Nicolas Roussellier, La Force de gouverner. Le pouvoir exécutif en France XIXe-XXIe siècles

Paris, Gallimard, 2015, 827 p.
Philip Nord
Référence(s) :

Nicolas Roussellier, La Force de gouverner. Le pouvoir exécutif en France XIXe-XXIe siècles, Paris, Gallimard, 2015, 827 p.

Texte intégral

1The balance between the legislative and executive branches of government in France has undergone a sea change since the nineteenth century. The constitutional battles of the 1870s had given birth to a Republic, the nation’s Third, that placed parliament, as the expression of the national will, at the center of public life. Republicans, so many of whom had cut their political teeth battling against Bonapartist authoritarianism, held “personal power” in deep suspicion and made sure that the new Republic’s President didn’t have the instruments at hand to become a latter-day Caesar. But come the Fifth Republic, and all this had changed. Since 1962, the President has been elected by the people ; it is he (to date all Presidents have been men) who embodies the will of the nation ; and it is he who sets the agenda, proposing laws to parliament, managing the rhythms of debate, and in the right circumstances governing outright by decree without benefit of legislative sanction. How did such a dramatic volte-face come about ? This is the subject of Nicolas Roussellier’s thoughtful and expansive new book.

2Nicolas Roussellier has published on the parliamentary mores of the Third Republic, a regime whose modus operandi he knows well. The President of the Republic in those by-gone days was chosen by the two houses of parliament sitting in joint session, and the custom was to select a personality of a conciliatory nature. The President had ceremonial functions to perform but not much of a budget to work with and, as a result, not much of an entourage either, especially before the First World War. The center of political gravity lay elsewhere, in parliament even more than in the office of the Prime Minister, and to make the point, Nicolas Roussellier analyzes the passage of the 1905 law separating Church and State. However anti-clerical the then sitting administration of Émile Combes was, this was not a project that it had made a priority. The legislation originated rather with a special parliamentary commission, and the heavy lifting was done by the commission’s rapporteur Aristide Briand.

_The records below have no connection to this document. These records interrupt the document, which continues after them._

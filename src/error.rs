/// Errors that can occur when talking to a DualShock 4 or DualSense.
#[derive(Debug, thiserror::Error)]
pub enum DsError {
    #[error("USB error: {0}")]
    Usb(#[from] rusb::Error),

    #[error("HID error: {0}")]
    Hid(#[from] hidapi::HidError),

    #[error("I/O error: {0}")]
    Io(#[from] std::io::Error),

    #[error("Device not found")]
    DeviceNotFound,

    #[error("Could not detach kernel driver: {0}")]
    DriverDetach(rusb::Error),

    #[error("Report 0x{report_id:02x}: expected {expected} bytes, got {actual}")]
    ShortReport {
        report_id: u8,
        expected: usize,
        actual: usize,
    },

    #[error("Invalid {what} length: expected {expected} bytes, got {actual}")]
    InvalidLength {
        what: &'static str,
        expected: usize,
        actual: usize,
    },

    #[error("Reserved bytes in report 0x{report_id:02x} are {actual:02x?}, expected {expected:02x?}")]
    ReservedMismatch {
        report_id: u8,
        expected: Vec<u8>,
        actual: Vec<u8>,
    },

    #[error("Device is in an invalid state: report 0x{report_id:02x} returned {actual:02x?}, expected {expected:02x?}. Try to reset it")]
    UnexpectedStatus {
        report_id: u8,
        expected: Vec<u8>,
        actual: Vec<u8>,
    },

    #[error("Debug chunk belongs to ({actual:?}), expected ({expected:?})")]
    ChunkMismatch {
        expected: (u8, u8),
        actual: (u8, u8),
    },

    #[error("Calibration step '{step}' not allowed in state {state}")]
    InvalidTransition {
        step: &'static str,
        state: &'static str,
    },

    #[error("Flash mirror offset 0x{0:x} out of bounds")]
    OffsetOutOfRange(u16),

    #[error("Invalid argument: {0}")]
    InvalidArgument(String),
}

impl DsError {
    /// True for failures of the underlying transfer or file, as opposed to
    /// malformed data or bad input.
    pub fn is_transfer_failure(&self) -> bool {
        matches!(self, DsError::Usb(_) | DsError::Hid(_) | DsError::Io(_))
    }

    /// True for errors detected while validating input, before any I/O.
    pub fn is_argument_error(&self) -> bool {
        matches!(
            self,
            DsError::InvalidArgument(_) | DsError::OffsetOutOfRange(_)
        )
    }

    /// True when a decoded value violated a protocol invariant.
    pub fn is_protocol_error(&self) -> bool {
        matches!(
            self,
            DsError::ShortReport { .. }
                | DsError::InvalidLength { .. }
                | DsError::ReservedMismatch { .. }
                | DsError::UnexpectedStatus { .. }
                | DsError::ChunkMismatch { .. }
                | DsError::InvalidTransition { .. }
        )
    }
}

#[cfg(test)]
mod tests {
    use super::*;

    #[test]
    fn test_error_classes() {
        assert!(DsError::Usb(rusb::Error::Io).is_transfer_failure());
        assert!(DsError::Usb(rusb::Error::NoDevice).is_transfer_failure());
        assert!(!DsError::DeviceNotFound.is_transfer_failure());
        assert!(DsError::OffsetOutOfRange(0x800).is_argument_error());
        assert!(DsError::InvalidArgument("x".into()).is_argument_error());
        let status = DsError::UnexpectedStatus {
            report_id: 0x91,
            expected: vec![1, 1, 1],
            actual: vec![1, 1, 9],
        };
        assert!(status.is_protocol_error());
        assert!(!status.is_transfer_failure());
    }
}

3Parliamentary supremacy did not mean that the executive branch was reduced to nothing. It had some room to maneuver, for example, when it came to implementation of the law, and it enjoyed greater independence still where the organization of the military was concerned. Republicans imagined a citizens’ army, based on universal conscription. In the 1870s, however, when the issue was decided, they had to deal with monarchists who wanted to preserve a standing military, led by career officers working in close collaboration with the executive, a prospect that unnerved Republicans who harbored fears of a potential coup d’état. The result was a compromise. Universal conscription became the law of the land, and the army was at the same time walled off from political life. It answered to the Minister of War, and its cadre of senior officers was named by the civilian administration. Yet otherwise it was left to itself, its distinctive internal culture — la société militaire — preserved and so too its autonomy in the formulation of military strategy. This produced an alarming circumstance in the opening months of the Great War when the Viviani administration, overwhelmed by the speed and violence of events, left it up to the army to take charge, which resulted in what Roussellier describes as a de facto military dictatorship.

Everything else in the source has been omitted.